European Central Bank President Mario Draghi insisted the bank's monetary policy stance remained appropriate on Thursday and stressed "sufficient confidence" would be necessary for the central bank to change tact.
"We are confident that our policy is working and that the outlook for the economy is gradually improving," Draghi said at a conference in Frankfurt on Thursday.
"But even so, we have not yet seen sufficient evidence to materially alter our assessment of the inflation outlook – which remains conditional on a very substantial degree of monetary accommodation. Hence a reassessment of the current monetary policy stance is not warranted at this stage," he added.
The ECB chief reaffirmed his stance the central bank would not need to deviate from its generous asset-buying program until at least the end of the year. The ECB's rate of asset purchases is set to continue until at least the end of December, albeit at a reduced monthly rate of 60 billion euros ($63.8 billion) from April.
Inflation outlook remains unchanged
At the central bank's March meeting, Draghi suggested he would continue to look through "transient" changes in headline inflation figures and reiterated this view on Thursday.
Improving economic data in Europe appeared to increase pressure on Draghi to reconsider the ECB's bond-buying program yet the central bank chief's reassessment of monetary policy found scant evidence of higher underlying inflation pressures. The euro moved down to $1.0640 shortly after Draghi finished speaking at the conference.

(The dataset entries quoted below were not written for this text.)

//! Formatter for Snakemake workflow files.
//!
//! A workflow file mixes plain Python with keyword blocks (`rule`,
//! `checkpoint`, directives such as `input:` and `output:`). This crate
//! scans the file into classified lines, parses them into an arena of
//! segments, renders keyword blocks canonically, and hands the Python in
//! between to an external formatter.
//!
//! # Quick start
//!
//! ```
//! use snakefmt_rs::{Passthrough, format_str};
//!
//! let input = "rule a:\n    input: 'a.txt'\n    shell: 'touch {output}'\n";
//! let output = format_str(input, &Passthrough).unwrap();
//! assert_eq!(
//!     output,
//!     "rule a:\n    input:\n        \"a.txt\", \n    shell:\n        \"touch {output}\", \n"
//! );
//! ```
//!
//! ## Inspect the parsed structure
//!
//! ```
//! use snakefmt_rs::{Keyword, parse_str};
//!
//! let file = parse_str("rule all:\n    input: 'x', 'y'\n").unwrap();
//! let rule = file.find(Keyword::Rule, "all").unwrap();
//! let input = file.directive(rule, Keyword::Input).unwrap();
//! assert_eq!(input.parameters().unwrap().parameters().count(), 2);
//! ```

// Allow noisy pedantic lints that don't add value for
// a library crate.
#![allow(
    clippy::missing_errors_doc,
    clippy::missing_panics_doc,
    clippy::module_name_repetitions
)]

pub mod ast;
pub mod config;
pub mod error;
pub mod formatter;
pub mod keyword;
pub mod line;
pub mod params;
pub mod parser;
pub mod python;
pub mod scanner;

pub use ast::{Body, KeywordBlock, Node, NodeId, PlainCode, Segment, Snakefile};
pub use config::{Config, ConfigError, FileFilter};
pub use error::{FormattingError, FormattingErrorKind};
pub use formatter::emit;
pub use keyword::{Context, Keyword};
pub use line::{DocumentStyle, IndentUnit, Line, LineKind, Span};
pub use params::{Parameter, ParameterList, format_parameters};
pub use parser::parse;
pub use python::{Black, Passthrough, PythonError, PythonFormatter};
pub use scanner::{ScannedSource, scan};

/// Unified error type for callers that also read files and config.
#[derive(Debug, thiserror::Error)]
pub enum Error {
    /// The file could not be formatted.
    #[error("{0}")]
    Format(#[from] FormattingError),
    /// Configuration could not be loaded.
    #[error("{0}")]
    Config(#[from] ConfigError),
    /// A source file could not be read or written.
    #[error("{0}")]
    Io(#[from] std::io::Error),
}

/// Scan and parse a workflow file in one step.
pub fn parse_str(source: &str) -> Result<Snakefile, FormattingError> {
    let scanned = scan(source)?;
    parse(&scanned)
}

/// Format a whole workflow file.
///
/// All-or-nothing: on error no partial output is produced.
pub fn format_str(source: &str, python: &dyn PythonFormatter) -> Result<String, FormattingError> {
    let snakefile = parse_str(source)?;
    emit(&snakefile, python)
}
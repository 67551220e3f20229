//! Error kinds and the positions they report.

use snakefmt_rs::{
    Error, FormattingErrorKind, Passthrough, PythonError, Span, format_str, parse_str,
};

fn kind_of(input: &str) -> (FormattingErrorKind, Span) {
    let err = format_str(input, &Passthrough).unwrap_err();
    (err.kind, err.span)
}

#[test]
fn spaces_in_tab_document() {
    let (kind, span) = kind_of("rule a:\n\tinput: 'x'\n    output: 'y'\n");
    assert!(matches!(kind, FormattingErrorKind::Indentation { .. }));
    assert_eq!(span.line, 3);
}

#[test]
fn tab_in_space_document() {
    let (kind, span) = kind_of("rule a:\n    input: 'x'\n\toutput: 'y'\n");
    assert!(matches!(kind, FormattingErrorKind::Indentation { .. }));
    assert_eq!(span.line, 3);
}

#[test]
fn rule_without_directives() {
    let (kind, span) = kind_of("x = 1\nrule a:\n");
    assert_eq!(
        kind,
        FormattingErrorKind::UnterminatedBlock {
            keyword: "rule".to_string()
        }
    );
    assert_eq!(span.line, 2);
}

#[test]
fn directive_without_value() {
    let (kind, span) = kind_of("rule a:\n    input:\n");
    assert_eq!(
        kind,
        FormattingErrorKind::UnterminatedBlock {
            keyword: "input".to_string()
        }
    );
    assert_eq!(span, Span::new(2, 5));
}

#[test]
fn unclosed_bracket_points_at_opener() {
    let (kind, span) = kind_of("rule a:\n    input: expand('a'\n");
    assert_eq!(kind, FormattingErrorKind::UnbalancedBracket { bracket: '(' });
    assert_eq!(span, Span::new(2, 18));
}

#[test]
fn mismatched_closer() {
    let (kind, span) = kind_of("rule a:\n    input: ['a')\n");
    assert_eq!(kind, FormattingErrorKind::UnbalancedBracket { bracket: ')' });
    assert_eq!(span, Span::new(2, 16));
}

#[test]
fn unterminated_string() {
    let (kind, span) = kind_of("rule a:\n    input: 'abc\n");
    assert_eq!(kind, FormattingErrorKind::UnterminatedString);
    assert_eq!(span, Span::new(2, 12));
}

#[test]
fn unknown_directive_in_rule() {
    let err = parse_str("rule a:\n    inptu: 'x'\n").unwrap_err();
    assert_eq!(
        err.kind,
        FormattingErrorKind::UnrecognizedKeywordSyntax {
            text: "inptu: 'x'".to_string(),
            context: "rule body",
        }
    );
    assert_eq!(
        err.to_string(),
        "unrecognized syntax in rule body: 'inptu: 'x'' at line 2, column 5"
    );
}

#[test]
fn python_statement_in_rule() {
    let (kind, span) = kind_of("rule a:\n    input: 'x'\n    x = 1\n");
    assert!(matches!(
        kind,
        FormattingErrorKind::UnrecognizedKeywordSyntax { .. }
    ));
    assert_eq!(span, Span::new(3, 5));
}

#[test]
fn module_directive_in_rule() {
    let (kind, _) = kind_of("rule a:\n    snakefile: 'x'\n");
    assert!(matches!(
        kind,
        FormattingErrorKind::UnrecognizedKeywordSyntax {
            context: "rule body",
            ..
        }
    ));
}

#[test]
fn invalid_python_reports_absolute_line() {
    let strict = |code: &str| match code.lines().position(|line| line.contains("= =")) {
        Some(index) => Err(PythonError::Syntax {
            line: index + 1,
            column: 5,
            message: "invalid syntax".to_string(),
        }),
        None => Ok(code.to_string()),
    };

    let err = format_str("configfile: 'c'\n\na = 1\nb = = 2\n", &strict).unwrap_err();
    assert_eq!(
        err.kind,
        FormattingErrorKind::InvalidPython {
            message: "invalid syntax".to_string(),
            first_line: 3,
            last_line: 4,
        }
    );
    assert_eq!(err.line(), 4);
    assert_eq!(
        err.to_string(),
        "invalid python in lines 3-4: invalid syntax at line 4, column 5"
    );
}

#[test]
fn formatter_missing() {
    let missing = |_: &str| Err::<String, _>(PythonError::Unavailable("black: not found".to_string()));
    let err = format_str("x = 1\n", &missing).unwrap_err();
    assert_eq!(
        err.kind,
        FormattingErrorKind::ExternalFormatter {
            message: "black: not found".to_string()
        }
    );
}

#[test]
fn unified_error_wraps_formatting_error() {
    let err: Error = parse_str("rule a:\n").unwrap_err().into();
    assert!(matches!(err, Error::Format(_)));
    assert_eq!(err.to_string(), "'rule' has no body at line 1, column 1");
}
//! Property-based tests with proptest.
//!
//! Generate random workflow files out of code, comments, top-level
//! directives and rules, written with random indentation and spacing,
//! and check that formatting reaches a fixed point after one pass.

use proptest::prelude::*;
use snakefmt_rs::{Keyword, Passthrough, format_str, parse_str};

// -- Leaf strategies --

/// Parameter value: strings in either quote style, identifiers, numbers,
/// lists, or a lambda whose commas must not split.
fn value() -> impl Strategy<Value = String> {
    prop_oneof![
        "[a-z]{1,8}".prop_map(|s| format!("'{s}.txt'")),
        "[a-z]{1,8}".prop_map(|s| format!("\"{s}\"")),
        "[a-z]{1,5}".prop_map(|s| format!("v_{s}")),
        (0u16..1000).prop_map(|n| n.to_string()),
        prop::collection::vec("[a-z]{1,5}", 1..=3).prop_map(|items| {
            let quoted: Vec<String> = items.iter().map(|i| format!("'{i}'")).collect();
            format!("[{}]", quoted.join(", "))
        }),
        Just("lambda wc, attempt: attempt * 2".to_string()),
    ]
}

fn parameter() -> impl Strategy<Value = String> {
    (prop::option::of("[a-z]{1,6}"), value()).prop_map(|(name, value)| match name {
        Some(name) => format!("n_{name} = {value}"),
        None => value,
    })
}

fn directive_name() -> impl Strategy<Value = &'static str> {
    prop::sample::select(vec![
        "input", "output", "params", "log", "threads", "resources", "shell", "message",
    ])
}

#[derive(Debug, Clone)]
struct Directive {
    name: &'static str,
    params: Vec<String>,
    multiline: bool,
}

fn directive() -> impl Strategy<Value = Directive> {
    (
        directive_name(),
        prop::collection::vec(parameter(), 1..=3),
        any::<bool>(),
    )
        .prop_map(|(name, params, multiline)| Directive {
            name,
            params,
            multiline,
        })
}

#[derive(Debug, Clone)]
enum Item {
    Code(String),
    Nested(String),
    Comment(String),
    Configfile(String),
    Rule {
        keyword: &'static str,
        name: String,
        directives: Vec<Directive>,
        comment: Option<String>,
        run: bool,
    },
}

fn item() -> impl Strategy<Value = Item> {
    prop_oneof![
        1 => ("[a-z]{1,4}", 0u16..1000).prop_map(|(n, v)| Item::Code(format!("x_{n} = {v}"))),
        1 => "[a-z]{1,4}".prop_map(|n| Item::Nested(format!("c_{n}"))),
        1 => "[a-z]{0,10}".prop_map(|c| Item::Comment(format!("# {c}"))),
        1 => "[a-z]{1,8}".prop_map(|s| Item::Configfile(format!("'{s}.yaml'"))),
        3 => (
            prop::sample::select(vec!["rule", "checkpoint"]),
            "[a-z][a-z0-9_]{0,8}",
            prop::collection::vec(directive(), 1..=4),
            prop::option::of("[a-z]{1,8}".prop_map(|c| format!("# {c}"))),
            any::<bool>(),
        )
            .prop_map(|(keyword, name, directives, comment, run)| Item::Rule {
                keyword,
                name,
                directives,
                comment,
                run,
            }),
    ]
}

fn indent_unit() -> impl Strategy<Value = &'static str> {
    prop::sample::select(vec!["\t", "  ", "    "])
}

fn snakefile() -> impl Strategy<Value = String> {
    (
        indent_unit(),
        prop::collection::vec((0usize..=3, item()), 0..=8),
    )
        .prop_map(|(unit, items)| render(unit, &items))
}

fn render(unit: &str, items: &[(usize, Item)]) -> String {
    let mut out = String::new();
    for (blanks, item) in items {
        out.push_str(&"\n".repeat(*blanks));
        match item {
            Item::Code(line) | Item::Comment(line) => {
                out.push_str(line);
                out.push('\n');
            }
            Item::Nested(name) => {
                out.push_str(&format!("if {name}:\n{unit}{name} = 1\n"));
            }
            Item::Configfile(value) => out.push_str(&format!("configfile: {value}\n")),
            Item::Rule {
                keyword,
                name,
                directives,
                comment,
                run,
            } => {
                out.push_str(&format!("{keyword} {name}:\n"));
                if let Some(comment) = comment {
                    out.push_str(&format!("{unit}{comment}\n"));
                }
                for directive in directives {
                    if directive.multiline {
                        out.push_str(&format!("{unit}{}:\n", directive.name));
                        for param in &directive.params {
                            out.push_str(&format!("{unit}{unit}{param},\n"));
                        }
                    } else {
                        out.push_str(&format!(
                            "{unit}{}: {}\n",
                            directive.name,
                            directive.params.join(", ")
                        ));
                    }
                }
                if *run {
                    out.push_str(&format!("{unit}run:\n{unit}{unit}y = 1\n{unit}{unit}print(y)\n"));
                }
            }
        }
    }
    out
}

fn rule_count(items: &str) -> usize {
    parse_str(items).map_or(0, |file| {
        file.blocks(Keyword::Rule).count() + file.blocks(Keyword::Checkpoint).count()
    })
}

proptest! {
    /// Formatting is idempotent: format(format(x)) == format(x).
    #[test]
    fn format_idempotent(source in snakefile()) {
        let once = format_str(&source, &Passthrough).map_err(|e| {
            TestCaseError::fail(std::format!("format error: {e}\n--- input ---\n{source}"))
        })?;
        let twice = format_str(&once, &Passthrough).map_err(|e| {
            TestCaseError::fail(std::format!("reformat error: {e}\n--- output ---\n{once}"))
        })?;
        prop_assert_eq!(once, twice);
    }

    /// Output is empty or ends with exactly one newline.
    #[test]
    fn output_ends_with_one_newline(source in snakefile()) {
        let output = format_str(&source, &Passthrough).unwrap();
        prop_assert!(output.is_empty() || (output.ends_with('\n') && !output.ends_with("\n\n")));
    }

    /// Rules and checkpoints survive formatting.
    #[test]
    fn rule_count_preserved(source in snakefile()) {
        let output = format_str(&source, &Passthrough).unwrap();
        prop_assert_eq!(rule_count(&source), rule_count(&output));
    }
}
//! Parser-specific tests: tree shape and line ownership.

use snakefmt_rs::{Body, IndentUnit, Keyword, Segment, parse_str};

#[test]
fn rule_with_directives() {
    let file = parse_str("rule map:\n    input: 'a', 'b'\n    output: 'c'\n").expect("should parse");
    assert_eq!(file.roots.len(), 1);

    let rule = file.find(Keyword::Rule, "map").expect("rule map");
    assert_eq!(rule.depth, 0);
    let Body::Block(children) = &rule.body else {
        panic!("expected block body");
    };
    assert_eq!(children.len(), 2);

    let input = file.directive(rule, Keyword::Input).expect("input");
    let values: Vec<String> = input
        .parameters()
        .expect("parameters")
        .parameters()
        .map(|p| p.value_text())
        .collect();
    assert_eq!(values, vec!["\"a\"", "\"b\""]);
    assert_eq!(input.depth, 1);
}

#[test]
fn parent_links_point_up() {
    let file = parse_str("rule a:\n    run:\n        x = 1\n").expect("should parse");
    let rule_id = file.roots[0];
    let run_id = file.children(rule_id)[0];
    let code_id = file.children(run_id)[0];

    assert_eq!(file.node(run_id).parent, Some(rule_id));
    assert_eq!(file.node(code_id).parent, Some(run_id));
    assert!(file.depth(code_id) > file.depth(run_id));
    assert!(file.depth(run_id) > file.depth(rule_id));
}

#[test]
fn roots_cover_every_line() {
    let input = "# header\n\nimport os\n\nrule a:\n    input: 'x'\n\nrule b:\n    shell: 'y'\n\n\nz = 1\n\n";
    let file = parse_str(input).expect("should parse");
    let total = input.lines().count();

    let mut next = 0;
    for &id in &file.roots {
        let range = &file.node(id).lines;
        assert_eq!(range.start, next, "gap or overlap before {id:?}");
        assert!(range.end > range.start);
        next = range.end;
    }
    assert_eq!(next, total);
}

#[test]
fn named_rules_listed_in_order() {
    let file = parse_str(
        "rule a:\n    shell: 'a'\n\ncheckpoint b:\n    shell: 'b'\n\nrule c:\n    shell: 'c'\n",
    )
    .expect("should parse");
    let rules: Vec<_> = file
        .blocks(Keyword::Rule)
        .filter_map(|block| block.name.as_deref())
        .collect();
    assert_eq!(rules, vec!["a", "c"]);
    assert!(file.find(Keyword::Checkpoint, "b").is_some());
}

#[test]
fn tab_document_style() {
    let file = parse_str("rule a:\n\tinput: 'x'\n").expect("should parse");
    assert_eq!(file.style.unit, IndentUnit::Tab);
}

#[test]
fn space_width_from_first_indented_line() {
    let file = parse_str("x = 1\nif x:\n  y = 2\n").expect("should parse");
    assert_eq!(file.style.unit, IndentUnit::Spaces(2));
}

#[test]
fn keyword_lookalikes_stay_python() {
    let file = parse_str("input = 1\nshell: str = 'x'\nd = {\n    'output': 1,\n}\n")
        .expect("should parse");
    assert_eq!(file.roots.len(), 1);
    assert!(matches!(file.segment(file.roots[0]), Segment::PlainCode(_)));
}

#[test]
fn code_segment_line_range() {
    let file = parse_str("rule a:\n    shell: 'x'\n\nprint(1)\nprint(2)\n").expect("should parse");
    let Segment::PlainCode(code) = file.segment(file.roots[1]) else {
        panic!("expected code");
    };
    assert_eq!(code.first_line, 4);
    assert_eq!(code.last_line, 5);
    assert_eq!(code.code, "print(1)\nprint(2)\n");
    assert_eq!(file.node(file.roots[1]).blank_lines_before, 1);
}

#[test]
fn subworkflow_directives() {
    let file = parse_str("subworkflow other:\n    workdir: '../other'\n    snakefile: 'Snakefile'\n")
        .expect("should parse");
    let sub = file.find(Keyword::Subworkflow, "other").expect("subworkflow");
    assert!(file.directive(sub, Keyword::Workdir).is_some());
    assert!(file.directive(sub, Keyword::Snakefile).is_some());
}
use std::fmt;

use crate::line::Span;

/// Classifies a formatting error.
#[derive(Debug, Clone, PartialEq, Eq)]
pub enum FormattingErrorKind {
    /// Tabs and spaces mixed, or a line dedents to a level that
    /// matches no enclosing block.
    Indentation { reason: String },
    /// A keyword line with no body.
    UnterminatedBlock { keyword: String },
    /// Bracket closed without being opened, or opened and never closed.
    UnbalancedBracket { bracket: char },
    /// String literal inside a parameter list never closes.
    UnterminatedString,
    /// The Python formatter rejected a plain-code segment.
    InvalidPython {
        message: String,
        first_line: usize,
        last_line: usize,
    },
    /// A line inside a block that is not one of the directives
    /// accepted there.
    UnrecognizedKeywordSyntax { text: String, context: &'static str },
    /// The Python formatter could not be run at all.
    ExternalFormatter { message: String },
}

impl fmt::Display for FormattingErrorKind {
    fn fmt(&self, f: &mut fmt::Formatter<'_>) -> fmt::Result {
        match self {
            Self::Indentation { reason } => {
                write!(f, "inconsistent indentation: {reason}")
            }
            Self::UnterminatedBlock { keyword } => {
                write!(f, "'{keyword}' has no body")
            }
            Self::UnbalancedBracket { bracket } => {
                write!(f, "unbalanced bracket '{bracket}'")
            }
            Self::UnterminatedString => {
                write!(f, "unterminated string literal")
            }
            Self::InvalidPython {
                message,
                first_line,
                last_line,
            } => {
                write!(
                    f,
                    "invalid python in lines {first_line}-{last_line}: \
                     {message}"
                )
            }
            Self::UnrecognizedKeywordSyntax { text, context } => {
                write!(f, "unrecognized syntax in {context}: '{text}'")
            }
            Self::ExternalFormatter { message } => {
                write!(f, "python formatter failed: {message}")
            }
        }
    }
}

/// Error produced while scanning, parsing, or emitting a workflow file.
#[derive(Debug, Clone, PartialEq, Eq, thiserror::Error)]
#[error("{kind} at line {}, column {}", span.line, span.column)]
pub struct FormattingError {
    pub kind: FormattingErrorKind,
    pub span: Span,
}

impl FormattingError {
    pub(crate) const fn new(kind: FormattingErrorKind, span: Span) -> Self {
        Self { kind, span }
    }

    /// 1-based line the error points at.
    #[must_use]
    pub const fn line(&self) -> usize {
        self.span.line
    }
}
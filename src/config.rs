//! Settings read from the `[tool.snakefmt]` table of a `pyproject.toml`.
//!
//! The file is found by searching from the formatted path up through its
//! parent directories. Command-line flags override anything set here.

use std::path::{Path, PathBuf};

use regex::Regex;
use serde::Deserialize;

use crate::python::{Black, Passthrough, PythonFormatter};

/// File searched for in parent directories.
pub const CONFIG_FILE_NAME: &str = "pyproject.toml";

/// Default pattern for files picked up when walking a directory.
pub const DEFAULT_INCLUDE: &str = r"(\.smk$|^Snakefile)";

/// Errors from loading configuration.
#[derive(Debug, thiserror::Error)]
pub enum ConfigError {
    #[error("cannot read {}: {source}", path.display())]
    Io {
        path: PathBuf,
        source: std::io::Error,
    },
    #[error("invalid TOML in {}: {source}", path.display())]
    Toml {
        path: PathBuf,
        source: toml::de::Error,
    },
    #[error("invalid regex '{pattern}': {source}")]
    Regex {
        pattern: String,
        source: regex::Error,
    },
}

/// Formatter settings.
#[derive(Debug, Clone, PartialEq, Eq, Deserialize)]
#[serde(default)]
pub struct Config {
    /// Line length passed to black.
    #[serde(alias = "line-length")]
    pub line_length: usize,
    #[serde(alias = "black-command")]
    pub black_command: String,
    /// Leave embedded Python untouched.
    #[serde(alias = "skip-black")]
    pub skip_black: bool,
    /// Regex matched against file names when walking directories.
    pub include: String,
    /// Regex matched against full paths; matches are skipped.
    pub exclude: Option<String>,
}

impl Default for Config {
    fn default() -> Self {
        Self {
            line_length: 88,
            black_command: "black".to_string(),
            skip_black: false,
            include: DEFAULT_INCLUDE.to_string(),
            exclude: None,
        }
    }
}

#[derive(Debug, Default, Deserialize)]
struct PyProject {
    #[serde(default)]
    tool: Tool,
}

#[derive(Debug, Default, Deserialize)]
struct Tool {
    snakefmt: Option<Config>,
}

impl Config {
    /// Parse the `[tool.snakefmt]` table of a `pyproject.toml`.
    /// A file without that table yields the defaults.
    pub fn from_toml_str(text: &str) -> Result<Self, toml::de::Error> {
        let project: PyProject = toml::from_str(text)?;
        Ok(project.tool.snakefmt.unwrap_or_default())
    }

    pub fn load(path: &Path) -> Result<Self, ConfigError> {
        let text = std::fs::read_to_string(path).map_err(|source| ConfigError::Io {
            path: path.to_path_buf(),
            source,
        })?;
        let config = Self::from_toml_str(&text).map_err(|source| ConfigError::Toml {
            path: path.to_path_buf(),
            source,
        })?;
        tracing::debug!(path = %path.display(), ?config, "loaded config");
        Ok(config)
    }

    /// Nearest `pyproject.toml` at or above `start`.
    #[must_use]
    pub fn discover(start: &Path) -> Option<PathBuf> {
        let dir = if start.is_dir() {
            start.to_path_buf()
        } else {
            match start.parent() {
                Some(parent) if !parent.as_os_str().is_empty() => parent.to_path_buf(),
                _ => std::env::current_dir().ok()?,
            }
        };
        let dir = dir.canonicalize().unwrap_or(dir);

        dir.ancestors()
            .map(|ancestor| ancestor.join(CONFIG_FILE_NAME))
            .find(|candidate| candidate.is_file())
    }

    /// Config from the nearest `pyproject.toml`, or the defaults.
    pub fn discover_and_load(start: &Path) -> Result<Self, ConfigError> {
        Self::discover(start).map_or_else(|| Ok(Self::default()), |path| Self::load(&path))
    }

    /// The Python formatter these settings call for.
    #[must_use]
    pub fn python_formatter(&self) -> Box<dyn PythonFormatter> {
        if self.skip_black {
            Box::new(Passthrough)
        } else {
            Box::new(Black::new(self.black_command.clone(), self.line_length))
        }
    }

    pub fn file_filter(&self) -> Result<FileFilter, ConfigError> {
        Ok(FileFilter {
            include: compile(&self.include)?,
            exclude: self.exclude.as_deref().map(compile).transpose()?,
        })
    }
}

fn compile(pattern: &str) -> Result<Regex, ConfigError> {
    Regex::new(pattern).map_err(|source| ConfigError::Regex {
        pattern: pattern.to_string(),
        source,
    })
}

/// Decides which files found in a directory walk are formatted.
#[derive(Debug, Clone)]
pub struct FileFilter {
    include: Regex,
    exclude: Option<Regex>,
}

impl FileFilter {
    #[must_use]
    pub fn accepts(&self, path: &Path) -> bool {
        let Some(name) = path.file_name().and_then(|name| name.to_str()) else {
            return false;
        };
        if !self.include.is_match(name) {
            return false;
        }
        let full = path.to_string_lossy();
        !self
            .exclude
            .as_ref()
            .is_some_and(|exclude| exclude.is_match(&full))
    }
}

#[cfg(test)]
mod tests {
    use super::*;

    #[test]
    fn defaults() {
        let config = Config::default();
        assert_eq!(config.line_length, 88);
        assert_eq!(config.black_command, "black");
        assert!(!config.skip_black);
        assert_eq!(config.include, DEFAULT_INCLUDE);
    }

    #[test]
    fn reads_tool_table() {
        let config = Config::from_toml_str(
            "[tool.black]\nline-length = 100\n\n[tool.snakefmt]\nline_length = 120\nexclude = 'old/'\n",
        )
        .expect("should parse");
        assert_eq!(config.line_length, 120);
        assert_eq!(config.exclude.as_deref(), Some("old/"));
        assert_eq!(config.black_command, "black");
    }

    #[test]
    fn kebab_case_keys() {
        let config = Config::from_toml_str("[tool.snakefmt]\nline-length = 79\nskip-black = true\n")
            .expect("should parse");
        assert_eq!(config.line_length, 79);
        assert!(config.skip_black);
    }

    #[test]
    fn missing_table_is_default() {
        let config = Config::from_toml_str("[project]\nname = 'x'\n").expect("should parse");
        assert_eq!(config, Config::default());
    }

    #[test]
    fn invalid_toml() {
        assert!(Config::from_toml_str("[tool.snakefmt\n").is_err());
    }

    #[test]
    fn filter_include_exclude() {
        let config = Config {
            exclude: Some("legacy".to_string()),
            ..Config::default()
        };
        let filter = config.file_filter().expect("valid patterns");
        assert!(filter.accepts(Path::new("workflow/Snakefile")));
        assert!(filter.accepts(Path::new("rules/align.smk")));
        assert!(!filter.accepts(Path::new("scripts/plot.py")));
        assert!(!filter.accepts(Path::new("legacy/old.smk")));
    }

    #[test]
    fn invalid_pattern() {
        let config = Config {
            include: "(".to_string(),
            ..Config::default()
        };
        assert!(matches!(
            config.file_filter().unwrap_err(),
            ConfigError::Regex { .. }
        ));
    }

    #[test]
    fn discovers_parent_pyproject() {
        let tmp = tempfile::tempdir().unwrap();
        let root = tmp.path();
        let nested = root.join("workflow").join("rules");
        std::fs::create_dir_all(&nested).unwrap();
        std::fs::write(
            root.join(CONFIG_FILE_NAME),
            "[tool.snakefmt]\nline_length = 100\n",
        )
        .unwrap();

        let found = Config::discover(&nested).expect("should find pyproject.toml");
        assert_eq!(found.file_name().unwrap(), CONFIG_FILE_NAME);
        let config = Config::discover_and_load(&nested.join("a.smk")).unwrap();
        assert_eq!(config.line_length, 100);
    }
}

Elsewhere, Bundesbank President Jens Weidmann had suggested he would welcome a move in the opposite direction from the ECB.
Weidmann told German weekly newspaper Die Zelt in an interview published Wednesday that the time for the ECB to scale back monetary stimulus was fast-approaching given the apparent strength of the bloc's economy.
'Now is not the time to hit the exit button'
Meanwhile, S&P chief economist, Paul Sheard told CNBC on Thursday he was probably "more in the Draghi camp" when asked whether he would sympathize with Weidmann's criticism.
"I think after a sustained period of low inflation, weak growth with still unemployment relatively high in the euro zone … Now is not the time to be hitting the exit button," Sheard said.
"Give a little bit more time to run, make sure that this recovery is very, very sound and very, very firm and then I think you can start to move," he added.